O problema de depositar fé em políticos e num Estado poderoso é que a história tem nos ensinado que isso é sempre um desastre. Duvivier e Porchat esquecem que a maioria esmagadora dos genocídios e grandes desgraças da humanidade foram cometidas por meio de políticos e de um Estado poderoso. O nazismo reprimiu e matou muita gente porque o Estado alemão tinha muito poder. O comunismo reprimiu e matou muita gente porque os Estados comunistas tinham muito poder. As ditaduras islâmicas reprimem e matam muita gente porque o Estado tem muito poder. Qualquer ditadura reprime e mata gente porque o Estado tem muito poder. E nós podemos dizer o mesmo em relação à corrupção sistemática. Daqui se depreende que a religião mais tola e perigosa do mundo é o estatismo. Não faz o menor sentido crer que colocar muito poder nas mãos de homens falíveis como eu e você fará com que o mundo se torne uma maravilha. Crer nisso é fechar os olhos e ouvidos para todas as lições da história e até mesmo para o que vemos cotidianamente (por vezes, bem perto de nós).
O ser humano definitivamente não é confiável. E o Estado nada mais é do que o maior dos instrumentos de repressão do homem. Não, eu não sou um anarquista (ou um anarcocapitalista). Creio que o Estado é importante. E, biblicamente falando, uma de suas maiores funções é justamente reprimir. Reprimir criminosos. Mas crer que o Estado tem sua importância não deve servir de incentivo para idolatrarmos políticos e crermos que a redenção vem do governo. Não vem e nunca virá. Por isso, jamais deveríamos depositar nossa fé em políticos e em um Estado cheio de poder, funções e dinheiro. Mas é nisso o que Porchat e principalmente Duvivier acreditam.
O mais tragicômico é que Duvivier e Porchat crêem naqueles mantras de que religião causa ignorância, preconceitos, conflitos, guerras e morticínios. No entanto, não largam sua fé em políticos e em um Estado poderoso para “redimir” a sociedade – justamente as duas coisas capazes de fazer das religiões e do ateísmo crenças autoritárias e genocidas. O estatismo de gente como Duvivier e Porchat é uma daquelas tolices que não só causam riso por sua absurdidade, mas que devem ser combatidas, já que são verdadeiramente perigosas. É no espírito do estatismo que ditadores e corruptos se levantam e destroem a vida do povo. Depositar essa fé redentora no Estado é como depositar fé em um hospital reconhecidamente repleto de traficantes de órgãos.

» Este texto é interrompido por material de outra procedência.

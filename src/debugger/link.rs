//! Channel pair between the debugger and its transport.
//!
//! The interpreter side polls inbound events without blocking; outbound text
//! goes through a tokio channel so the network task can `await` it.

use std::sync::Arc;
use std::sync::atomic::{AtomicBool, Ordering};
use std::sync::mpsc::{self, Receiver, Sender, TryRecvError};

use tokio::sync::mpsc::{UnboundedReceiver, UnboundedSender, unbounded_channel};

/// Something that happened on the client connection.
#[derive(Debug, Clone, PartialEq, Eq)]
pub enum LinkEvent {
    Connected,
    /// One protocol line, terminator stripped.
    Line(String),
    Disconnected,
}

/// Text for the client.
#[derive(Debug, Clone, PartialEq, Eq)]
pub enum Outgoing {
    Line(String),
    /// Drop the current client after everything queued before it is sent.
    Close,
}

/// The debugger's end of the link.
#[derive(Debug)]
pub struct DebugLink {
    events: Receiver<LinkEvent>,
    outgoing: UnboundedSender<Outgoing>,
    echo: Arc<AtomicBool>,
}

impl DebugLink {
    pub fn new(events: Receiver<LinkEvent>, outgoing: UnboundedSender<Outgoing>) -> Self {
        Self {
            events,
            outgoing,
            echo: Arc::new(AtomicBool::new(false)),
        }
    }

    /// An in-memory link and the peer that drives it.
    pub fn pair() -> (DebugLink, DebugPeer) {
        let (event_tx, event_rx) = mpsc::channel();
        let (out_tx, out_rx) = unbounded_channel();
        (
            DebugLink::new(event_rx, out_tx),
            DebugPeer {
                events: event_tx,
                outgoing: out_rx,
            },
        )
    }

    pub fn try_recv(&self) -> Result<LinkEvent, TryRecvError> {
        self.events.try_recv()
    }

    pub fn send_line(&self, line: impl Into<String>) {
        // The transport may already be gone; there is nobody left to tell.
        let _ = self.outgoing.send(Outgoing::Line(line.into()));
    }

    pub fn close(&self) {
        let _ = self.outgoing.send(Outgoing::Close);
    }

    /// Turn `COUT` mirroring on or off.
    pub fn set_echo(&self, on: bool) {
        self.echo.store(on, Ordering::Relaxed);
    }

    pub fn tap(&self) -> ConsoleTap {
        ConsoleTap {
            outgoing: self.outgoing.clone(),
            echo: self.echo.clone(),
        }
    }
}

/// Mirrors console output to an authenticated client as `COUT` lines.
#[derive(Debug, Clone)]
pub struct ConsoleTap {
    outgoing: UnboundedSender<Outgoing>,
    echo: Arc<AtomicBool>,
}

impl ConsoleTap {
    pub fn send(&self, text: &str) {
        if self.echo.load(Ordering::Relaxed) {
            let _ = self.outgoing.send(Outgoing::Line(format!("COUT {text}")));
        }
    }
}

/// The client side of an in-memory link.
#[derive(Debug)]
pub struct DebugPeer {
    events: Sender<LinkEvent>,
    outgoing: UnboundedReceiver<Outgoing>,
}

impl DebugPeer {
    pub fn connect(&self) {
        let _ = self.events.send(LinkEvent::Connected);
    }

    pub fn send(&self, line: &str) {
        let _ = self.events.send(LinkEvent::Line(line.to_string()));
    }

    pub fn disconnect(&self) {
        let _ = self.events.send(LinkEvent::Disconnected);
    }

    /// Everything sent to the client so far.
    pub fn received(&mut self) -> Vec<Outgoing> {
        let mut out = Vec::new();
        while let Ok(msg) = self.outgoing.try_recv() {
            out.push(msg);
        }
        out
    }

    /// Received text lines, without close markers.
    pub fn lines(&mut self) -> Vec<String> {
        self.received()
            .into_iter()
            .filter_map(|msg| match msg {
                Outgoing::Line(line) => Some(line),
                Outgoing::Close => None,
            })
            .collect()
    }
}

#[cfg(test)]
mod tests {
    use super::*;

    #[test]
    fn test_pair_delivers_both_ways() {
        let (link, mut peer) = DebugLink::pair();
        peer.connect();
        peer.send("hello");
        assert_eq!(link.try_recv(), Ok(LinkEvent::Connected));
        assert_eq!(link.try_recv(), Ok(LinkEvent::Line("hello".into())));
        assert_eq!(link.try_recv(), Err(TryRecvError::Empty));

        link.send_line("PASS Connected.");
        link.close();
        assert_eq!(
            peer.received(),
            vec![Outgoing::Line("PASS Connected.".into()), Outgoing::Close]
        );
    }

    #[test]
    fn test_tap_respects_echo() {
        let (link, mut peer) = DebugLink::pair();
        let tap = link.tap();
        tap.send("hidden");
        link.set_echo(true);
        tap.send("shown");
        assert_eq!(peer.lines(), vec!["COUT shown"]);
    }

    #[test]
    fn test_dropped_peer_reports_disconnect() {
        let (link, peer) = DebugLink::pair();
        drop(peer);
        assert_eq!(link.try_recv(), Err(TryRecvError::Disconnected));
        link.send_line("nobody listening");
    }
}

E impor a todos essa mesma fé é como impor que todos se tratem nesse hospital.
As duas incoerências citadas nesse breve artigo devem ser rememoradas pelo leitor todas as vezes que Duvivier, Porchat e sua trupe fizerem zombarias do cristianismo. No fim das contas, ainda que a fé cristã fosse mesmo ridícula e irracional (o que não é), a fé dos dois ateus crentes na moral e em um mundo melhor a la “Imagine”, através de um Estado poderoso, com políticos altruístas e confiáveis, é simplesmente imbatível em matéria de idiotice. Uma idiotice perigosa. Mas ainda assim, uma idiotice. É o Papai Noel dos adultos da “Porta dos Fundos”. Um Papai Noel que traz presentes apenas para os bons meninos ateus e estatistas.